BEGIN Source material

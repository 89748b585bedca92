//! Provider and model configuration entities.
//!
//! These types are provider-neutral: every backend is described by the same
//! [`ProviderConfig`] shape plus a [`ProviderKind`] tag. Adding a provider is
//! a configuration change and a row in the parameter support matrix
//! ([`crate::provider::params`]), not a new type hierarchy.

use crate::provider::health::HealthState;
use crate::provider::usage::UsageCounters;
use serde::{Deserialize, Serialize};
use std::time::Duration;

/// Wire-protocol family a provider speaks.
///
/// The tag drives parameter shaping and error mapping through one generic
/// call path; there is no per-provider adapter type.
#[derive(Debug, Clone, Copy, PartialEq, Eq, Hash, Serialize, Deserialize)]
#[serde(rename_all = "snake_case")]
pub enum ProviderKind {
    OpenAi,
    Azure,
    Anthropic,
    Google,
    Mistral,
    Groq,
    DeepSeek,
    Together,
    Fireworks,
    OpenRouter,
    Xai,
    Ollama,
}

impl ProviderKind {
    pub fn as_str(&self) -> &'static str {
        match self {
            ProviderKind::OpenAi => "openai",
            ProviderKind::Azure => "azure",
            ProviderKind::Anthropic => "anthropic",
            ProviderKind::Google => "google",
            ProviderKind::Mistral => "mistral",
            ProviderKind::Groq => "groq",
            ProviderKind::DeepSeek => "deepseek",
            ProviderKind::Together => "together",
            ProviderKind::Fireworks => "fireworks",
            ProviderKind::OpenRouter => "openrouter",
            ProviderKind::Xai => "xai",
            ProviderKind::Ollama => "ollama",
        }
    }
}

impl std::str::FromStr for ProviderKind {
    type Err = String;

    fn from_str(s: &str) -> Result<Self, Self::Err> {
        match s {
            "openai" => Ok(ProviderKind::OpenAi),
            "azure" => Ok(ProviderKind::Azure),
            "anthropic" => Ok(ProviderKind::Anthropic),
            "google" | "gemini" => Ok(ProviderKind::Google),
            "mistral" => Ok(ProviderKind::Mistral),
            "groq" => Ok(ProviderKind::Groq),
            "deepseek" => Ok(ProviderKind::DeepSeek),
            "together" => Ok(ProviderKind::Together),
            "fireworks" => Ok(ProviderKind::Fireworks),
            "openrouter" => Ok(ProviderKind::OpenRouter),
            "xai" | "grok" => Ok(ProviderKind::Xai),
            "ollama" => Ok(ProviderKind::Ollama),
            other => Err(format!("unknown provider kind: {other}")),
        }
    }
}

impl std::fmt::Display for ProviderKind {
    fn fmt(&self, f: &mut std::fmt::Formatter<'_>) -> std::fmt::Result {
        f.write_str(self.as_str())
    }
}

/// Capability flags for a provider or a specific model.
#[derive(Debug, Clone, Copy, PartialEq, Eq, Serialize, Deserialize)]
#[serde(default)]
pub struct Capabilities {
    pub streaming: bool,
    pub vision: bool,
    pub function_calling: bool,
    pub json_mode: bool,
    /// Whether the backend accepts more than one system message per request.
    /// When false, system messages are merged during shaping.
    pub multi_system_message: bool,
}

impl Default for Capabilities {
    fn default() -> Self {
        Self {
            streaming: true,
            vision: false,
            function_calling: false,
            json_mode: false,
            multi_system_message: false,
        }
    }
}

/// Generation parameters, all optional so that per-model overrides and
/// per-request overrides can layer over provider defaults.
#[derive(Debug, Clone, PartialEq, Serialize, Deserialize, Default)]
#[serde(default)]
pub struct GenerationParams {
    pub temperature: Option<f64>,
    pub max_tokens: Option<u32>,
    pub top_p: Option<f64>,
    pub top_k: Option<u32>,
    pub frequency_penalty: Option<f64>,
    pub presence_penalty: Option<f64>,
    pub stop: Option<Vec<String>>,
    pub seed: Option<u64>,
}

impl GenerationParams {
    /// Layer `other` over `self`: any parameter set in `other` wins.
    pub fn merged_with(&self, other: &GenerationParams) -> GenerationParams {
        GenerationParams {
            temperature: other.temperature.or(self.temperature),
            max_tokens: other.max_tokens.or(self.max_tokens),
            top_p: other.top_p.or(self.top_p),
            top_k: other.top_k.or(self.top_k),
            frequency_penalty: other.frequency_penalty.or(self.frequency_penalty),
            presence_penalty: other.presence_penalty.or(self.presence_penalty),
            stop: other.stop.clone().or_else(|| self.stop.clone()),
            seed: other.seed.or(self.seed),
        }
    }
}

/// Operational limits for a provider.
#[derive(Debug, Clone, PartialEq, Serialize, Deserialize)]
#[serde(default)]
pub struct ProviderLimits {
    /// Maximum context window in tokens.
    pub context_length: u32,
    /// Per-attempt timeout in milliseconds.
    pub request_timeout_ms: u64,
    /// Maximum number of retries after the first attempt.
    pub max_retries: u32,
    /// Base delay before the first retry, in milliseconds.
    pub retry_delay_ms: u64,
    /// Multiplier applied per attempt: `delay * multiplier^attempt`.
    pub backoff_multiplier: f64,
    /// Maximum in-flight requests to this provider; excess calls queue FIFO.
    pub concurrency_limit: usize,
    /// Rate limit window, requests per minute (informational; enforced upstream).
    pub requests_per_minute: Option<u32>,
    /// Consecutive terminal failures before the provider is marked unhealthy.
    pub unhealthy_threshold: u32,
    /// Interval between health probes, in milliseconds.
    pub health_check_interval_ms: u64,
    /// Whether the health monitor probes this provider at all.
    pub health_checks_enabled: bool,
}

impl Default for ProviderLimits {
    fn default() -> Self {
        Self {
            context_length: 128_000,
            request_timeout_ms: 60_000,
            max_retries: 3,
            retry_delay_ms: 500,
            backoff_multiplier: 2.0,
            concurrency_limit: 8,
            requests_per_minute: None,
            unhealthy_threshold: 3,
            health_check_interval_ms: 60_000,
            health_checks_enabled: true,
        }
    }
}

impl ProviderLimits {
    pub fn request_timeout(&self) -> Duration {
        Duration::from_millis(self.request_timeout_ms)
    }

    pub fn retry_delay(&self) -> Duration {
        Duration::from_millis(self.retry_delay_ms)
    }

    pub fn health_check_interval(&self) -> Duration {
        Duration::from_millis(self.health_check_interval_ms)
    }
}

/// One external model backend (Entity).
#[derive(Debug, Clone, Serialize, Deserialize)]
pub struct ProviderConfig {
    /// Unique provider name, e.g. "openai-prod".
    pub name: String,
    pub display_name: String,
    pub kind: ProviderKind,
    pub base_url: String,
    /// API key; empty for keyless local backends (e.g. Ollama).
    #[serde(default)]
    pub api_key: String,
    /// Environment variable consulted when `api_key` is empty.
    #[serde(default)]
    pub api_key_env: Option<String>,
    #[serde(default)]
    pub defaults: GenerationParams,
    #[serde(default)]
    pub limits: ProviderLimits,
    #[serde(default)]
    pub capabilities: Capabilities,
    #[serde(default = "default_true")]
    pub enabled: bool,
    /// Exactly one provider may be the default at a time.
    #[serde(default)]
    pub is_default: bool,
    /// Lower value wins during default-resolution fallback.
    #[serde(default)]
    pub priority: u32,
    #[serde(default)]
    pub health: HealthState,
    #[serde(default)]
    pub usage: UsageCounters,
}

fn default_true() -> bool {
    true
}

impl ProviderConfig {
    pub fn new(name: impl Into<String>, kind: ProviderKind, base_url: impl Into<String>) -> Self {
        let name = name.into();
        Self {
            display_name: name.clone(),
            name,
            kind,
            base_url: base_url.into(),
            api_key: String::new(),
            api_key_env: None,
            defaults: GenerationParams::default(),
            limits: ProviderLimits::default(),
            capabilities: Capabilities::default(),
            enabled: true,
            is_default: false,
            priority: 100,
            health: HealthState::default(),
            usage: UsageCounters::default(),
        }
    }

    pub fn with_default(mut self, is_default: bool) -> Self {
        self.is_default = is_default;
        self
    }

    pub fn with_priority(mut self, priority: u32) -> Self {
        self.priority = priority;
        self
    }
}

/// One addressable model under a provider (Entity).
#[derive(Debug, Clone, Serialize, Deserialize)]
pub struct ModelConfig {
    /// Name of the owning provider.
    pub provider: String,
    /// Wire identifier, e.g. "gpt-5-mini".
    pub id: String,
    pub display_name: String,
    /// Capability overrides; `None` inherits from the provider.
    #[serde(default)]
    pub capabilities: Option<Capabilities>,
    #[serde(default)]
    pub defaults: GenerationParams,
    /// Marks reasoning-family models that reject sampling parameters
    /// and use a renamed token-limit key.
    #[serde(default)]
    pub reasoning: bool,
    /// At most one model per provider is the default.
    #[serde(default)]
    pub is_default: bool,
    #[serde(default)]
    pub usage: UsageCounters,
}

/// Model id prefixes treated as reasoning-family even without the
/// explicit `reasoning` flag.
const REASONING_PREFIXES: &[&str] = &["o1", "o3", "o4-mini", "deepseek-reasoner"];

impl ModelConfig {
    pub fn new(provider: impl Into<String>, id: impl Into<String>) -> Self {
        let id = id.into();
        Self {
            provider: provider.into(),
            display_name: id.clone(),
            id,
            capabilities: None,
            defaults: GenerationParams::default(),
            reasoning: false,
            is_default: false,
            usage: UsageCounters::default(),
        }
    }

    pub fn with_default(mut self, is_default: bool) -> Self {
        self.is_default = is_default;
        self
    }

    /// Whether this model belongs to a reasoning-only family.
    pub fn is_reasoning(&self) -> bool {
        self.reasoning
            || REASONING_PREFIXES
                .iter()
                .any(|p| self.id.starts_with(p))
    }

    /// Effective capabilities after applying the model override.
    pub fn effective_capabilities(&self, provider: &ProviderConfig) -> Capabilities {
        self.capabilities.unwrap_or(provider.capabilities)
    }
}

END Source material

Transcribe the opening lines of the listing exactly, please. Stop after the line that contains "a provider is".

repository 89748b585bedca92
//! Provider and model configuration entities.
//!
//! These types are provider-neutral: every backend is described by the same
//! [`ProviderConfig`] shape plus a [`ProviderKind`] tag. Adding a provider is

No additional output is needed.